#### RECORDS FOR THE TASK

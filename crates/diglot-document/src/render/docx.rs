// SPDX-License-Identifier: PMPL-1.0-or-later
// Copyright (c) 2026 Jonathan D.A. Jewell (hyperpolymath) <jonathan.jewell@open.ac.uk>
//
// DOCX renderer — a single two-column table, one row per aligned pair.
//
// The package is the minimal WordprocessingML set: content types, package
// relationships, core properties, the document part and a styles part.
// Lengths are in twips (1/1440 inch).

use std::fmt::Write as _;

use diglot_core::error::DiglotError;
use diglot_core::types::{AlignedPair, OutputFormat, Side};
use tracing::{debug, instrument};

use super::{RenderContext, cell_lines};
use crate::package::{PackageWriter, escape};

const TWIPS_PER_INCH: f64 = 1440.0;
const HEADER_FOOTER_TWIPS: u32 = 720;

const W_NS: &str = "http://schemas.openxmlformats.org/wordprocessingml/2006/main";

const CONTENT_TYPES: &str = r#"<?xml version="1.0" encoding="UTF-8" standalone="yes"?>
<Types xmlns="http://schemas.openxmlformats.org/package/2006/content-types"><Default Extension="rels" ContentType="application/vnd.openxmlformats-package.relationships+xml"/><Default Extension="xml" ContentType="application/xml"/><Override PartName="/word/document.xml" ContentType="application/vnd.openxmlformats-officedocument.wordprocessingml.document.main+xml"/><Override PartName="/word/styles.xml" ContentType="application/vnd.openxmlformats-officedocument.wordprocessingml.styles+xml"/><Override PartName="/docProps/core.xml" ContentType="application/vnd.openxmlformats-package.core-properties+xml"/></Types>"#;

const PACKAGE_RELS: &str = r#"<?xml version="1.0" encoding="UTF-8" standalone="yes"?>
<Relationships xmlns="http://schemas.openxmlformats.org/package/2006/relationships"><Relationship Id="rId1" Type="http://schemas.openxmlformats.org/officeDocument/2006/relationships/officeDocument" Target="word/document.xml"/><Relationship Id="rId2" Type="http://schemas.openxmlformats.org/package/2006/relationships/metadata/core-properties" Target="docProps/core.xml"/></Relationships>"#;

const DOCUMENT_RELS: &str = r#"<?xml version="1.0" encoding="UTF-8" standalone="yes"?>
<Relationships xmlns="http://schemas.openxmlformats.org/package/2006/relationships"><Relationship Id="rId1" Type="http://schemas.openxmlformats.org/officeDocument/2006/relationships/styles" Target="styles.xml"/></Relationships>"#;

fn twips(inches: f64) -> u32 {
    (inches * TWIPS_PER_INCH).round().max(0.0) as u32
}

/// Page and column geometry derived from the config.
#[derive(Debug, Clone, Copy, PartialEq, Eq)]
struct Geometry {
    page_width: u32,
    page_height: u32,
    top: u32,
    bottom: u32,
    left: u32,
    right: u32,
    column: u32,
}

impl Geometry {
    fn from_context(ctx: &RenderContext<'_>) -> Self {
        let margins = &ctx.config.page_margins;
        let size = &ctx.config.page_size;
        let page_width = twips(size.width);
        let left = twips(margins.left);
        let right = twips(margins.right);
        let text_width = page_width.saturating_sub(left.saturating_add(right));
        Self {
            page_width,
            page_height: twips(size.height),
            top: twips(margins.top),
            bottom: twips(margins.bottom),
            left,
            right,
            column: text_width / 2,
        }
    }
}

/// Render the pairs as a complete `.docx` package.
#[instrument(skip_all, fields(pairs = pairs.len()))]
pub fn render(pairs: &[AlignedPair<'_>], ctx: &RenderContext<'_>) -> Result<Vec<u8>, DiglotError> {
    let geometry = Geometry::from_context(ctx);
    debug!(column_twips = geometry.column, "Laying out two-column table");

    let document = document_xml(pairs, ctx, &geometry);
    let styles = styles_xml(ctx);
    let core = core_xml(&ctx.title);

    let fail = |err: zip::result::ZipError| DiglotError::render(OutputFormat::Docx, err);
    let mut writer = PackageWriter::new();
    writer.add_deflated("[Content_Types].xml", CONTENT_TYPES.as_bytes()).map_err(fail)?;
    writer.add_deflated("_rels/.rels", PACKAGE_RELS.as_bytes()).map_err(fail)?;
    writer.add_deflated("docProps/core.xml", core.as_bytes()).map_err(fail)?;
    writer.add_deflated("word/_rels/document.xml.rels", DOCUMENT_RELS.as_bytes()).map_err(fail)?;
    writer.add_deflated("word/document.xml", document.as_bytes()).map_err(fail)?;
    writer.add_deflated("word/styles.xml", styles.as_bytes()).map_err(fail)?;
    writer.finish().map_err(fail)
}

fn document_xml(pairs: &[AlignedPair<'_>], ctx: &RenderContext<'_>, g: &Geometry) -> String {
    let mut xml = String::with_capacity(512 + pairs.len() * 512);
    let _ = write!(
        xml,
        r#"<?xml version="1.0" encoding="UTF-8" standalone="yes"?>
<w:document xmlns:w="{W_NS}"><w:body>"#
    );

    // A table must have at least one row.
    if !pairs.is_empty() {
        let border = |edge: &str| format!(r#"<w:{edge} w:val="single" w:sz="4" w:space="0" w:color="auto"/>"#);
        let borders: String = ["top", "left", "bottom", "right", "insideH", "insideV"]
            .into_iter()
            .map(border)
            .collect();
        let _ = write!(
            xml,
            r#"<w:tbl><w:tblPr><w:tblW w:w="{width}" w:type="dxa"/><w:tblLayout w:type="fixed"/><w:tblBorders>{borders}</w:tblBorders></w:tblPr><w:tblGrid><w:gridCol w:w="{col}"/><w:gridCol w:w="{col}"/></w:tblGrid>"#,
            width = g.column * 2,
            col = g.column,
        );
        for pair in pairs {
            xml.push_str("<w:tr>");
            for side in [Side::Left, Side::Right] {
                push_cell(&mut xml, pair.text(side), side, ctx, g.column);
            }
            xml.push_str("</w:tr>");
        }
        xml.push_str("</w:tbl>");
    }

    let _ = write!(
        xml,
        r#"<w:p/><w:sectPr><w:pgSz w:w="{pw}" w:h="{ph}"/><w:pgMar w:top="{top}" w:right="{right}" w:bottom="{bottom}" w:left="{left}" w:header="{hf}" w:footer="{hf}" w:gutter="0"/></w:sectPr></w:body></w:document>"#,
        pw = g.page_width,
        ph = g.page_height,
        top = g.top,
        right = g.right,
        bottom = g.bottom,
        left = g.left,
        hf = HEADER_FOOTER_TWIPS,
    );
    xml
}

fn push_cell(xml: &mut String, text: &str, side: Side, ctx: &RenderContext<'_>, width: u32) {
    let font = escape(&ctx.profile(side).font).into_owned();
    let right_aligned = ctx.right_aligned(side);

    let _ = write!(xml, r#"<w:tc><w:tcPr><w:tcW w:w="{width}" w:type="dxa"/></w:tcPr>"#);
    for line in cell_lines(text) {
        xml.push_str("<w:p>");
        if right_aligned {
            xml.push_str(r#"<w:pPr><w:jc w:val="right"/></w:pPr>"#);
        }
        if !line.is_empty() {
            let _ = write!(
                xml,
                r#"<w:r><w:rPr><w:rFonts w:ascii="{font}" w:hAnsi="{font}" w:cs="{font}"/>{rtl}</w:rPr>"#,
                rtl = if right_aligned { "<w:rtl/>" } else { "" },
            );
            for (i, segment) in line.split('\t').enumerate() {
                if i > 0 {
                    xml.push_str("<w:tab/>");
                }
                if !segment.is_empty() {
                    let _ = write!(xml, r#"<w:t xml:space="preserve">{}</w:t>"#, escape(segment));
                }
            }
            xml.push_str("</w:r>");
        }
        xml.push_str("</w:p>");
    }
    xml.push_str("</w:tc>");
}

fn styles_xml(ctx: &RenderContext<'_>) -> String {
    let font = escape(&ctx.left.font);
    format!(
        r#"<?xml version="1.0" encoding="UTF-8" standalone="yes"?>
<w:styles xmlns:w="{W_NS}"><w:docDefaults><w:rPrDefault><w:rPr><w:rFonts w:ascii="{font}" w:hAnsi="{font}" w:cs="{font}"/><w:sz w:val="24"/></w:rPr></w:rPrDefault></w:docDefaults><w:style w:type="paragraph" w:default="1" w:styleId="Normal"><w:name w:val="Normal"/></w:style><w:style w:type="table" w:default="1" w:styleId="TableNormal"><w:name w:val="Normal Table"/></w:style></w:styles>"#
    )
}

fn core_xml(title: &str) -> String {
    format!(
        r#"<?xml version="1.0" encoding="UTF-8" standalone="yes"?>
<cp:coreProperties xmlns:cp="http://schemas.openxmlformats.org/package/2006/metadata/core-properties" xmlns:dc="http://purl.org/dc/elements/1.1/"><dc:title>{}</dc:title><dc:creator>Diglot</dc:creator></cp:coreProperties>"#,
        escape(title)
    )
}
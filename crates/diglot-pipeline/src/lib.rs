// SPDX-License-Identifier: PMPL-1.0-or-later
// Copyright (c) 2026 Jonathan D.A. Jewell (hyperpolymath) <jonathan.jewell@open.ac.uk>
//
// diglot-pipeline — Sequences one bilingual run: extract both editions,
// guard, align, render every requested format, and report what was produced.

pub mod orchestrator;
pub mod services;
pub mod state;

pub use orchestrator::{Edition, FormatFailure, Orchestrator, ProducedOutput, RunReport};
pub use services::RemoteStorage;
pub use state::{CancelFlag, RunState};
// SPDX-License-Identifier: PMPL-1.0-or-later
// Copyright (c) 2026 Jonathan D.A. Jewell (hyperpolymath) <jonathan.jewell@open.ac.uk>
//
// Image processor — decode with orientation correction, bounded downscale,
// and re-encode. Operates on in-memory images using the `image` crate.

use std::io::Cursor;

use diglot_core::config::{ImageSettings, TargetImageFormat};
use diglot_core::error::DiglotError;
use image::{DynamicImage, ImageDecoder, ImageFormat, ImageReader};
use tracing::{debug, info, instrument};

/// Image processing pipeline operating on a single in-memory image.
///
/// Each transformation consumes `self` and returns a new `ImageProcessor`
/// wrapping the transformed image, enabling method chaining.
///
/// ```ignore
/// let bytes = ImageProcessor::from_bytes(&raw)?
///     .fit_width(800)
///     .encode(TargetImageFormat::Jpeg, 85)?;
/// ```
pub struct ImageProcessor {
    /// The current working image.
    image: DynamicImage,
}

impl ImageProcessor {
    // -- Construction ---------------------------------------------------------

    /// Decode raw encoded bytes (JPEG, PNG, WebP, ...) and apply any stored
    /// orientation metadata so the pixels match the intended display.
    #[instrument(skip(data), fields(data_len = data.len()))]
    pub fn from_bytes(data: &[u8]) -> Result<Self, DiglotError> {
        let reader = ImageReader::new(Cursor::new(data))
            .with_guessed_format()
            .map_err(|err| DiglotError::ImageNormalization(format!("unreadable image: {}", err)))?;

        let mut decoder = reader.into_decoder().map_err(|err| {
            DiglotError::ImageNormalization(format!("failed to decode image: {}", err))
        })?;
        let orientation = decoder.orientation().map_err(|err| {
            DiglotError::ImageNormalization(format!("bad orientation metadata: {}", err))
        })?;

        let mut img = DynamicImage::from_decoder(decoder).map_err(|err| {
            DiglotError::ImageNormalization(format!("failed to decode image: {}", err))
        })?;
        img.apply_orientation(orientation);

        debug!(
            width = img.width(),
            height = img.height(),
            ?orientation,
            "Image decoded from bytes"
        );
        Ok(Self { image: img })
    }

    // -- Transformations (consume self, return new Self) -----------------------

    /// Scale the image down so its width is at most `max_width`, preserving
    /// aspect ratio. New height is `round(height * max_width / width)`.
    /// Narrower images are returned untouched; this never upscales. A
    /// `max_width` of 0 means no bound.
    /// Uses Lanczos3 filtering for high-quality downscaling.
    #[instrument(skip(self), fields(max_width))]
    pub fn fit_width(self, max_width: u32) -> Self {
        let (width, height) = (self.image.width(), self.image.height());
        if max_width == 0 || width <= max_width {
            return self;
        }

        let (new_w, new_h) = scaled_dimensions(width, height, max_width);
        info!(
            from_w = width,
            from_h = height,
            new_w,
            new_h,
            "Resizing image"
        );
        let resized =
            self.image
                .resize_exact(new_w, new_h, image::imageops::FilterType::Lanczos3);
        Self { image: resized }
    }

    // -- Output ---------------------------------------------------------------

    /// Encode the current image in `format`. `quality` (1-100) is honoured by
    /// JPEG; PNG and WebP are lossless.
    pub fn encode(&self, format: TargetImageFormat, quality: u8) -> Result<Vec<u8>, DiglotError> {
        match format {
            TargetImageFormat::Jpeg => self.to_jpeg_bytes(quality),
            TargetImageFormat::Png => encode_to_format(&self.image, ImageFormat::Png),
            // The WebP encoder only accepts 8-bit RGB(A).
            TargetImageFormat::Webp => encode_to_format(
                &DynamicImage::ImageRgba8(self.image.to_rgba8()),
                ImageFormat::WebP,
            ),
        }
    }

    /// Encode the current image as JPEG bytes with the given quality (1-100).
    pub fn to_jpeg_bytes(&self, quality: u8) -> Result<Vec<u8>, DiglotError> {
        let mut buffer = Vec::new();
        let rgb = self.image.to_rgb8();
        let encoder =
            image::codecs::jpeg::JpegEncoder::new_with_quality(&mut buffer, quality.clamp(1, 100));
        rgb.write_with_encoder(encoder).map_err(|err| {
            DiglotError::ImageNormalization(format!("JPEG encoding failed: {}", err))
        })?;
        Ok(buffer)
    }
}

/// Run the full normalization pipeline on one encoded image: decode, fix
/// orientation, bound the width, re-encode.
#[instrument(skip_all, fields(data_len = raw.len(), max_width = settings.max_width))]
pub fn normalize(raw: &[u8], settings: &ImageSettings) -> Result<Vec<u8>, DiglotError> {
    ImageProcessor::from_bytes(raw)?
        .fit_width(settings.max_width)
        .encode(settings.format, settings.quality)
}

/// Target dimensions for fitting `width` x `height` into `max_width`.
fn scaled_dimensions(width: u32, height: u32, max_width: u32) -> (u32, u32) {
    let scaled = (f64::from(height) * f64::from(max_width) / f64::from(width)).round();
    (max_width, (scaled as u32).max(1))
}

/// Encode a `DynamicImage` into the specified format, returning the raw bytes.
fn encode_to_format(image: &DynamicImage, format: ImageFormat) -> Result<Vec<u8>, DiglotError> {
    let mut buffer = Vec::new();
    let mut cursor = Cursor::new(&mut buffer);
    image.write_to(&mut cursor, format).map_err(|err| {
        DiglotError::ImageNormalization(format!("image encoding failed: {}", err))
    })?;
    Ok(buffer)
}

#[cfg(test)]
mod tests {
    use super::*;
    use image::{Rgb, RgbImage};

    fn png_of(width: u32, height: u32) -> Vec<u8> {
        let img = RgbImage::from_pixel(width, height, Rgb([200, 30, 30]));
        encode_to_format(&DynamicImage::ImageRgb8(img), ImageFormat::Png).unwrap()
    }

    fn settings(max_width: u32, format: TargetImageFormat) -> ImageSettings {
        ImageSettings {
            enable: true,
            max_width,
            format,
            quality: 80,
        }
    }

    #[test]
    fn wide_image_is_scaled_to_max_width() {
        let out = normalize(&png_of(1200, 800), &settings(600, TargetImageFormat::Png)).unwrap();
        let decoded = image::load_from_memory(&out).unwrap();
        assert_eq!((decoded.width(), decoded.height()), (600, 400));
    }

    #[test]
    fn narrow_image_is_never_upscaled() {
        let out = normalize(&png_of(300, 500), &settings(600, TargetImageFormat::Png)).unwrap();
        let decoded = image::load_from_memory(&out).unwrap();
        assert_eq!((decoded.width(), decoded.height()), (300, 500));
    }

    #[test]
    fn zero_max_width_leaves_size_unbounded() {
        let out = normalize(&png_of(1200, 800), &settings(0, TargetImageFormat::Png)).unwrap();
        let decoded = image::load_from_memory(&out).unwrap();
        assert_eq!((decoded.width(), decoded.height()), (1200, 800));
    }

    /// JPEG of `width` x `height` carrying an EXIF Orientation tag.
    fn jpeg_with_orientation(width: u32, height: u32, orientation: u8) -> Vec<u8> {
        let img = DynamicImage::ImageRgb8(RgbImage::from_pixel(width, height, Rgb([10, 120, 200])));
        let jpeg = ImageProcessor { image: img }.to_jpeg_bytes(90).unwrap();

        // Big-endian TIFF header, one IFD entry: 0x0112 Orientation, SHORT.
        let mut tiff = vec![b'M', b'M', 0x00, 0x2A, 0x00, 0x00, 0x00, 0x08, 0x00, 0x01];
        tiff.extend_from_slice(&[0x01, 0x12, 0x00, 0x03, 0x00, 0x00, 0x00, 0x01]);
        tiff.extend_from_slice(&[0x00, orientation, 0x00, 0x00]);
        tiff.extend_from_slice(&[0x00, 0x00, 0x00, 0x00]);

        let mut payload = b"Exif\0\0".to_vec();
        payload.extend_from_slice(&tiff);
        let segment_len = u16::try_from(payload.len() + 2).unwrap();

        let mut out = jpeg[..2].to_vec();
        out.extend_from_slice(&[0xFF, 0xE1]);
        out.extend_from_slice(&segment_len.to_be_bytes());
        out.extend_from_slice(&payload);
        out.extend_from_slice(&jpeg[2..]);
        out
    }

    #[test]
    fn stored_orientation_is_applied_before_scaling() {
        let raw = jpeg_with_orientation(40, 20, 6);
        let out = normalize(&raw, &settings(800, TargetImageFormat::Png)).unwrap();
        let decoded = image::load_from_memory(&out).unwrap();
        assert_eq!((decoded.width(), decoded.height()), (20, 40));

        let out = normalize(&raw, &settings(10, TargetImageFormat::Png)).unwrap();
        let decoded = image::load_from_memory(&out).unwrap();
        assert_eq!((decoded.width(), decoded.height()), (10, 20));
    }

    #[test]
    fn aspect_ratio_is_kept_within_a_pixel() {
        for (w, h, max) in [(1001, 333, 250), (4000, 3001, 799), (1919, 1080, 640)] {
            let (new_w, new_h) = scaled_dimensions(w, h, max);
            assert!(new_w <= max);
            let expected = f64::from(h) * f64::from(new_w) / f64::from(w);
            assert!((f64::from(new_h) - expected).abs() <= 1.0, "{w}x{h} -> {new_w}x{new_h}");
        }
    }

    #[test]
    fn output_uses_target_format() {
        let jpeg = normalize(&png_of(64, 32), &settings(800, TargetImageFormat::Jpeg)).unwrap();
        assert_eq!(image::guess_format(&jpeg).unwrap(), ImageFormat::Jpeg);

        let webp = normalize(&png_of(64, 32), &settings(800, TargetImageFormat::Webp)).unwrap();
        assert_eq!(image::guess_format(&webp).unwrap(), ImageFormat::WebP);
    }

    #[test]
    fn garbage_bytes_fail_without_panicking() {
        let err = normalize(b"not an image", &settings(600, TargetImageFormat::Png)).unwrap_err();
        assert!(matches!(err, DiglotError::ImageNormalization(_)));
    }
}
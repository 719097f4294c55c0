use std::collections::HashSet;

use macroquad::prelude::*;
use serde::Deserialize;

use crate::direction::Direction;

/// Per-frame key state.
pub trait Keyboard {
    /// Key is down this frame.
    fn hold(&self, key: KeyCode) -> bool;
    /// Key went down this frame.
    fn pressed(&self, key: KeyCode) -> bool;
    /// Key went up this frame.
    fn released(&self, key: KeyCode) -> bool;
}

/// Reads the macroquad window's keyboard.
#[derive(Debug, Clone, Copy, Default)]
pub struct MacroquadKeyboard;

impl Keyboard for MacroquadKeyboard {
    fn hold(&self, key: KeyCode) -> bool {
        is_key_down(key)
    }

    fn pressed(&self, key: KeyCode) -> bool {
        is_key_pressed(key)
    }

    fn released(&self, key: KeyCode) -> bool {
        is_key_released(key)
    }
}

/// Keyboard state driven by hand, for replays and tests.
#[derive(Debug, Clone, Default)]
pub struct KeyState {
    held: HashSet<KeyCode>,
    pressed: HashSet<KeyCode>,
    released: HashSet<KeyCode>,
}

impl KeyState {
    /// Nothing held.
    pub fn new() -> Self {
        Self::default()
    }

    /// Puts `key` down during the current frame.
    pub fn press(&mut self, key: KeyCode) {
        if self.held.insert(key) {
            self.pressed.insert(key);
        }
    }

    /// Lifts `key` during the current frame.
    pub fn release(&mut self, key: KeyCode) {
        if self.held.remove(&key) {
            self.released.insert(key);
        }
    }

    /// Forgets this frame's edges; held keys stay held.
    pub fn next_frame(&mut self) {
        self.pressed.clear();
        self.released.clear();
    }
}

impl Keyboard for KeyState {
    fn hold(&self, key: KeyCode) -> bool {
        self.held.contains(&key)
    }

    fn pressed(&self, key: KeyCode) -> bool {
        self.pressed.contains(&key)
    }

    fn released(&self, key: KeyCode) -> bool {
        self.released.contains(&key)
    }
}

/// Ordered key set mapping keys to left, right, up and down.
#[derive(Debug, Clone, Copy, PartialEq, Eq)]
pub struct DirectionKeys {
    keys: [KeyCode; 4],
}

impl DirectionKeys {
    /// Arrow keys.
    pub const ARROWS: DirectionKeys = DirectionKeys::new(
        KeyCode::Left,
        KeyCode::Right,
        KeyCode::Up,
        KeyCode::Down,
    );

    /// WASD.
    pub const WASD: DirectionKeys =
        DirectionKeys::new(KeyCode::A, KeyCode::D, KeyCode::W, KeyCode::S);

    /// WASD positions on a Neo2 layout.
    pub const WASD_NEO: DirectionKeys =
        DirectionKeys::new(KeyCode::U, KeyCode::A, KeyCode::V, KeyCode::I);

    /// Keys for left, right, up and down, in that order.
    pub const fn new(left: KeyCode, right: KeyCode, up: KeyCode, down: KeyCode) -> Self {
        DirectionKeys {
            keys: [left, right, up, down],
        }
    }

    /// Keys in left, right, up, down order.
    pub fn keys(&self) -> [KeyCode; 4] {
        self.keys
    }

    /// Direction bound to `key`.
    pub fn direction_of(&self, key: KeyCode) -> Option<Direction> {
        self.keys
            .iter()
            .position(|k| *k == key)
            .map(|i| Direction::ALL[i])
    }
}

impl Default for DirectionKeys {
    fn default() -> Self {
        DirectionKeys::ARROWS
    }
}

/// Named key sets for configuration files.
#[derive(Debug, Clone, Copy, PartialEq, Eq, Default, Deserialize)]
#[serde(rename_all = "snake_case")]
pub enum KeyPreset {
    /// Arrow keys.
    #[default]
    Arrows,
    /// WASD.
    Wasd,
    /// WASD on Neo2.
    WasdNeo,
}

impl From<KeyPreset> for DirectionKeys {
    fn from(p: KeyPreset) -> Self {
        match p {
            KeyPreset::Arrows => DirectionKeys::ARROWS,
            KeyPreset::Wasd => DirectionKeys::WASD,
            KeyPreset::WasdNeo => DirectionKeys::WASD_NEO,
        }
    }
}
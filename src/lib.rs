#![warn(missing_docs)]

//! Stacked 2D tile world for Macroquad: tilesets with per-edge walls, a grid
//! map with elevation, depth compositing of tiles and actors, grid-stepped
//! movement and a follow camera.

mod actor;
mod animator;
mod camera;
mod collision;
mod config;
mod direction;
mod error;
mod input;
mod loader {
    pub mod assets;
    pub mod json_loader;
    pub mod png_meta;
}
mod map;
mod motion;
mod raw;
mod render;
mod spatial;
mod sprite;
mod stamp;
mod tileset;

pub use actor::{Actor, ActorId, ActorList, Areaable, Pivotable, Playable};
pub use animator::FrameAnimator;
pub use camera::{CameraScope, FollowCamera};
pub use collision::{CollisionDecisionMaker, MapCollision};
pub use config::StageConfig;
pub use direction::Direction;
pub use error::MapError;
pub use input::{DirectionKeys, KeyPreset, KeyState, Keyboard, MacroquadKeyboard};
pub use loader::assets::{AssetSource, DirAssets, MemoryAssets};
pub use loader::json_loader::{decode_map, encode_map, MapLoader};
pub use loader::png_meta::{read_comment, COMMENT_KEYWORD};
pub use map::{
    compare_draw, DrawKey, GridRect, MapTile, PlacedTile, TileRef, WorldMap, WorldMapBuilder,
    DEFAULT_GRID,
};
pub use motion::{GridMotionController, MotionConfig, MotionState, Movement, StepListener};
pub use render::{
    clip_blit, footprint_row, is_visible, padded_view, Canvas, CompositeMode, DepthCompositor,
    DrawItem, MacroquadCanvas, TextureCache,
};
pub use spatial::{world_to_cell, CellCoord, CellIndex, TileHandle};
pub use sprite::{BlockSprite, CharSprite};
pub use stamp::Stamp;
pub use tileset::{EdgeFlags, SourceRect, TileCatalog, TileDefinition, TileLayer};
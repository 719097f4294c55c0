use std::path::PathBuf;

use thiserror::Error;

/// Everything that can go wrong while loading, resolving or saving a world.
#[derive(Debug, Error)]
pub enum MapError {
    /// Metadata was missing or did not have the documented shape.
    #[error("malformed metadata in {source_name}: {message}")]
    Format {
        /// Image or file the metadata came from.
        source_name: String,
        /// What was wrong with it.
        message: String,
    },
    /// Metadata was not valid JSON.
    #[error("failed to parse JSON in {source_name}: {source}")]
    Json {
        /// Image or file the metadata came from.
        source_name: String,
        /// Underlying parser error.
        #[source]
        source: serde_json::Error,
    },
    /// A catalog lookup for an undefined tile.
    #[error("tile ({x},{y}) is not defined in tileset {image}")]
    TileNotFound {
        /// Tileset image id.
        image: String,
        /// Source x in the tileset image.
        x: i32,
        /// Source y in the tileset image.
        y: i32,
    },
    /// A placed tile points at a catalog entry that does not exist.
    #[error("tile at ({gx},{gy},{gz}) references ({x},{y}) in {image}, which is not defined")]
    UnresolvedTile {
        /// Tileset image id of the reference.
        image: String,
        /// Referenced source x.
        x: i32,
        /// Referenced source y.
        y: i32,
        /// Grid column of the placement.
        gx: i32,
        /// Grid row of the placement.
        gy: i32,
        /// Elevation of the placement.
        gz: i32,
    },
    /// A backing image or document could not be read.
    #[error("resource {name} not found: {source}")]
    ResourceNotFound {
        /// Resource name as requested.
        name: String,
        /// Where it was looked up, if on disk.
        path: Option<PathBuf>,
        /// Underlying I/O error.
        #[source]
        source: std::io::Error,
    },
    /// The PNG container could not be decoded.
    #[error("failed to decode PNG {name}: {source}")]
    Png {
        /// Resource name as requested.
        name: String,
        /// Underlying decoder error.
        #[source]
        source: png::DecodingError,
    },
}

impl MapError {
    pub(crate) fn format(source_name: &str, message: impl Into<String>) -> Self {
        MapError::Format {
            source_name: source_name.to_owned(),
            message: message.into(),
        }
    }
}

########

**TASK STATEMENT**.
Your reply should consist solely of the number of lines above that contain the word "path".

**RESULT BELOW**.
2